Check each line of the entries below for the string "WalkBuilder"; copy every line where it appears.

Dataset entries:
------

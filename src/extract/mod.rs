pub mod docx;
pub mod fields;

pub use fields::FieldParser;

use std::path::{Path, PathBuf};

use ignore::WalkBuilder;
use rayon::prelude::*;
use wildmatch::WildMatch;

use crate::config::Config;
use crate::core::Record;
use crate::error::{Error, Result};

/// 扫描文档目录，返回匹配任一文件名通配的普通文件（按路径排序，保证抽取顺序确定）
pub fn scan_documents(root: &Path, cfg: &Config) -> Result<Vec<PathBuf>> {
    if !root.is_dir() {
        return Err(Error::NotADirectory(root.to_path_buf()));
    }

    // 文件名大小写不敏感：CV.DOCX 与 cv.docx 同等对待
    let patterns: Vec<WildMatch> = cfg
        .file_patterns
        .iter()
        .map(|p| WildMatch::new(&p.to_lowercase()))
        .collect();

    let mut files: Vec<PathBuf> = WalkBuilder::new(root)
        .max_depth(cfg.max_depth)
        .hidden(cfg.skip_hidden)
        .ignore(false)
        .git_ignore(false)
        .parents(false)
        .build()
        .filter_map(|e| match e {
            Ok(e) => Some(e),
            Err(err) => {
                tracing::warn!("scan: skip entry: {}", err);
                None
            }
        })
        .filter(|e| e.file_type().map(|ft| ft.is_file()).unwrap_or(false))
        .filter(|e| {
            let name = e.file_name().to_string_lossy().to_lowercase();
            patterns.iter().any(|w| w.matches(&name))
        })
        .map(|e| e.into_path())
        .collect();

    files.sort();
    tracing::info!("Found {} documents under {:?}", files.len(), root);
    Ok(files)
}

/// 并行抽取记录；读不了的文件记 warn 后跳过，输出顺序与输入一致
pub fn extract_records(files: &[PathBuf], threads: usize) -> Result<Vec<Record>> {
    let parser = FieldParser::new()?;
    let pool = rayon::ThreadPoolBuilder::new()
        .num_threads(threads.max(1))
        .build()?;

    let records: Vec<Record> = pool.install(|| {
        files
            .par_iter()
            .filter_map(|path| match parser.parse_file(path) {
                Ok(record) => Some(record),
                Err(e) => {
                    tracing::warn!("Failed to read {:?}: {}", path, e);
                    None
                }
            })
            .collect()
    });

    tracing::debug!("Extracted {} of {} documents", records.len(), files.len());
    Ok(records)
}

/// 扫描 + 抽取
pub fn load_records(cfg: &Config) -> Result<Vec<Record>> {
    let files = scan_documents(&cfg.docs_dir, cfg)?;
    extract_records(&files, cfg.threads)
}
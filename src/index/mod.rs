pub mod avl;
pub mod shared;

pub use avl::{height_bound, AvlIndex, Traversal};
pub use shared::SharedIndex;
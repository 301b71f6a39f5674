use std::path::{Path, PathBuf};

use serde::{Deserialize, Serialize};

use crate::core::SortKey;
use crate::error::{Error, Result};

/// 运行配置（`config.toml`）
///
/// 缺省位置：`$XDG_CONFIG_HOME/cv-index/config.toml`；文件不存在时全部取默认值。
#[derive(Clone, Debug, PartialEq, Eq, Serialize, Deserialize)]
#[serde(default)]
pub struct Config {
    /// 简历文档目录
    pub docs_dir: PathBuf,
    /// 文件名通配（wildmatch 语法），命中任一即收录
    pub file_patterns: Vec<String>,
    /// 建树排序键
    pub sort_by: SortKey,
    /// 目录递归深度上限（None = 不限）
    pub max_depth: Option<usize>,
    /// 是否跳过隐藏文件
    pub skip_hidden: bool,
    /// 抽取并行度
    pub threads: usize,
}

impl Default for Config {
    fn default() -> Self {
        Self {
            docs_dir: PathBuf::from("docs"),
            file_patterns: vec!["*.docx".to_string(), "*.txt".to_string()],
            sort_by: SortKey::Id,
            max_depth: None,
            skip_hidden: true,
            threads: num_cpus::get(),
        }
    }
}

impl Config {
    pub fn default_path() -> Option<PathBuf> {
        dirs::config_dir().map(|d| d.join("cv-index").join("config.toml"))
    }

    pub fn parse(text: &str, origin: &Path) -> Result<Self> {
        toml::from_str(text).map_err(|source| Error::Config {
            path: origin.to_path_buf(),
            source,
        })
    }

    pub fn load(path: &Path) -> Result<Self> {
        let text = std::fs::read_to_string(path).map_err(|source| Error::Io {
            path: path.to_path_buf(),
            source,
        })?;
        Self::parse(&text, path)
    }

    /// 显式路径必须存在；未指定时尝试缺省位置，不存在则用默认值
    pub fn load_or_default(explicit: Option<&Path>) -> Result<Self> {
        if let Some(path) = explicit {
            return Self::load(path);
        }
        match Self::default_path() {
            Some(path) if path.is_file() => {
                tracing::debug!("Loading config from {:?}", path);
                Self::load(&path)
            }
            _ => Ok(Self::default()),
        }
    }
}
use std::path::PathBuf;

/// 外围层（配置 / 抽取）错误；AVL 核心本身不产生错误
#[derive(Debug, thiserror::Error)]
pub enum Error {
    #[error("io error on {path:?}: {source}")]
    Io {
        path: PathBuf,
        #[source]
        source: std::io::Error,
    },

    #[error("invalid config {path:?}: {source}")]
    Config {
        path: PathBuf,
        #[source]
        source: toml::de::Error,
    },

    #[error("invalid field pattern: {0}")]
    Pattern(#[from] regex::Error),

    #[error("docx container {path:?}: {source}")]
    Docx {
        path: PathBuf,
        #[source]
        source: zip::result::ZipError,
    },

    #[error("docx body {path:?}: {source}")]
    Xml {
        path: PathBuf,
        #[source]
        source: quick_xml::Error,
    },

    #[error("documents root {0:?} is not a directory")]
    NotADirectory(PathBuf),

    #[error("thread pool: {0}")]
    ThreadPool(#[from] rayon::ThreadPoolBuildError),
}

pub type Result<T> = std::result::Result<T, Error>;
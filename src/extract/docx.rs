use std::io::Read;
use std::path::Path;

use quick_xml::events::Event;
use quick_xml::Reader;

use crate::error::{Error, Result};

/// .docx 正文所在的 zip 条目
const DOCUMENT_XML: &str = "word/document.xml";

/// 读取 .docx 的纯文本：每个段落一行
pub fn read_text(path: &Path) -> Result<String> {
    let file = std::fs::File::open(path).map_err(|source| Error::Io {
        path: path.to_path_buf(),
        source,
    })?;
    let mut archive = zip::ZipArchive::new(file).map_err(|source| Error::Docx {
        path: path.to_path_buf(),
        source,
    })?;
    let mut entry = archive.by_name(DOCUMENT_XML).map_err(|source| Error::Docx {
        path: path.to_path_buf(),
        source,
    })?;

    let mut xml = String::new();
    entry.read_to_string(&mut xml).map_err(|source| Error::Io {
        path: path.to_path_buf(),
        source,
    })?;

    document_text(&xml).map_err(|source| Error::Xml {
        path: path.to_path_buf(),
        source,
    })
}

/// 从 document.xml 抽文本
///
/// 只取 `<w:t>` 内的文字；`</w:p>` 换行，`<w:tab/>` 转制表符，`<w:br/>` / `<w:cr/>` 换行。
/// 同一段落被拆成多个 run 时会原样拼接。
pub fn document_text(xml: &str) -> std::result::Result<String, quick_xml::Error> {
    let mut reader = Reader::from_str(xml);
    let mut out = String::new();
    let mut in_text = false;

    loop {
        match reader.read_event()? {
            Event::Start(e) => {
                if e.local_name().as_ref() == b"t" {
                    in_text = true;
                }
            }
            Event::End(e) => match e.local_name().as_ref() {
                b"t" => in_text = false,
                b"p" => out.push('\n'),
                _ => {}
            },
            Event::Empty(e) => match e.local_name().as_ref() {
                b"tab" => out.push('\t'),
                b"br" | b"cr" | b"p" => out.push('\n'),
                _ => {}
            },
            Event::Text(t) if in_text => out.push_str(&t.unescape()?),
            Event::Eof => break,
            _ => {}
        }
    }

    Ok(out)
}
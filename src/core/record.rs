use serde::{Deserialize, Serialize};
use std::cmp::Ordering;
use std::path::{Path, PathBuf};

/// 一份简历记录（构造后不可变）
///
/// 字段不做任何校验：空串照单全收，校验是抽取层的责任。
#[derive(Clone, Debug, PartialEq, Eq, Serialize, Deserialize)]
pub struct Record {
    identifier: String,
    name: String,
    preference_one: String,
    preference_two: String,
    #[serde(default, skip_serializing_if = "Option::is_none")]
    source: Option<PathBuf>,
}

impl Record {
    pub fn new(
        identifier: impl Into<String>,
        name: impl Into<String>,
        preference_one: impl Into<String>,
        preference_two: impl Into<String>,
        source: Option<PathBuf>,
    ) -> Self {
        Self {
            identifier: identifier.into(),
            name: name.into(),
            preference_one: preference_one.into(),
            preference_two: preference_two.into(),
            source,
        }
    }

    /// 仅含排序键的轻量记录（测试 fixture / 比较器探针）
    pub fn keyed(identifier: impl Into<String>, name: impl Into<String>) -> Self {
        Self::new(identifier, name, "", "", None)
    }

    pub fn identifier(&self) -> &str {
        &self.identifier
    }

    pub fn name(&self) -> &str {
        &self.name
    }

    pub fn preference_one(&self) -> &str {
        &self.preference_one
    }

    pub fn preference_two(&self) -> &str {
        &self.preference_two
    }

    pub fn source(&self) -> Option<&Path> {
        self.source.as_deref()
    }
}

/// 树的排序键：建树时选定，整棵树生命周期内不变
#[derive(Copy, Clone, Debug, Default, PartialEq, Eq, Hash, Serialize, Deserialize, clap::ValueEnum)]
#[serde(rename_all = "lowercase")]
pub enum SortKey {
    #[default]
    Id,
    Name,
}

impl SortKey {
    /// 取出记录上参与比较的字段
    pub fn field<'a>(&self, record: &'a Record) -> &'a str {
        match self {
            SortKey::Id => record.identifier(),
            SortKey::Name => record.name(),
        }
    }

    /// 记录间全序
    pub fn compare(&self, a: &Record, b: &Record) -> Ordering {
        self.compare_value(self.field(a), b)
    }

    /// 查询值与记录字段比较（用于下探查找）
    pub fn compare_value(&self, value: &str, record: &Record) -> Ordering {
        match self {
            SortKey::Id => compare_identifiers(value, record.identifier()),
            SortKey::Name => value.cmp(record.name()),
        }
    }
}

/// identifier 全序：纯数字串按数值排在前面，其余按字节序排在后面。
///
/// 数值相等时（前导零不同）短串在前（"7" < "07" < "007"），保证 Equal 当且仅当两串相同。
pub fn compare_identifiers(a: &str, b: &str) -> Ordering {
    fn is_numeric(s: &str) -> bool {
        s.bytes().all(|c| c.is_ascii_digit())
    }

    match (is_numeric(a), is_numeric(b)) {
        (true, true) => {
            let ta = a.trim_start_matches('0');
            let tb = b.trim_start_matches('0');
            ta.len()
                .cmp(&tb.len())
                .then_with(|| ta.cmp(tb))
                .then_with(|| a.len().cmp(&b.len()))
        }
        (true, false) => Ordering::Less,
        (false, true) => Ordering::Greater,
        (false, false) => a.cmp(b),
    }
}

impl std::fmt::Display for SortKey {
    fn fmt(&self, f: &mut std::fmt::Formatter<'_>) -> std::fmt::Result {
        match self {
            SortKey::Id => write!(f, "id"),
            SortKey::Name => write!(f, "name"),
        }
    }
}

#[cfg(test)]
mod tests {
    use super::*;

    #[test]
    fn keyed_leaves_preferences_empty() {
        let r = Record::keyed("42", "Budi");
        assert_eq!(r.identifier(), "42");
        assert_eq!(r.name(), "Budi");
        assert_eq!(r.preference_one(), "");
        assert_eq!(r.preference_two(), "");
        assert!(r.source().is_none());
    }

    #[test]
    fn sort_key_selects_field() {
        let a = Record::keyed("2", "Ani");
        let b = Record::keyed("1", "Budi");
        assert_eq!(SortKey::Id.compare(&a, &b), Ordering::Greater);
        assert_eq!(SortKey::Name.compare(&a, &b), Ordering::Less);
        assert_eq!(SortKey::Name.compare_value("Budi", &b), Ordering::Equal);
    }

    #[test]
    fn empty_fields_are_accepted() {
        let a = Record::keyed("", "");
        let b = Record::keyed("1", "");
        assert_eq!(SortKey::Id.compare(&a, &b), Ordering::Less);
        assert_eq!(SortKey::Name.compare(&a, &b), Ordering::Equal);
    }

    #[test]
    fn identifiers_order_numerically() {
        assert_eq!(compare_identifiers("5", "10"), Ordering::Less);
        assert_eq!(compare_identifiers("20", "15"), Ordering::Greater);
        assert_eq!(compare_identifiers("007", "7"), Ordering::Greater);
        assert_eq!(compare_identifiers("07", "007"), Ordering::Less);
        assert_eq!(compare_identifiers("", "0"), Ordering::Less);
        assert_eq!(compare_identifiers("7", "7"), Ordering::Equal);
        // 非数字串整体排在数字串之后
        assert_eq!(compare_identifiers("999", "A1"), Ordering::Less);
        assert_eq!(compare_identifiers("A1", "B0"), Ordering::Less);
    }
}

------

— Task solution —
use ignore::WalkBuilder;
    let mut files: Vec<PathBuf> = WalkBuilder::new(root)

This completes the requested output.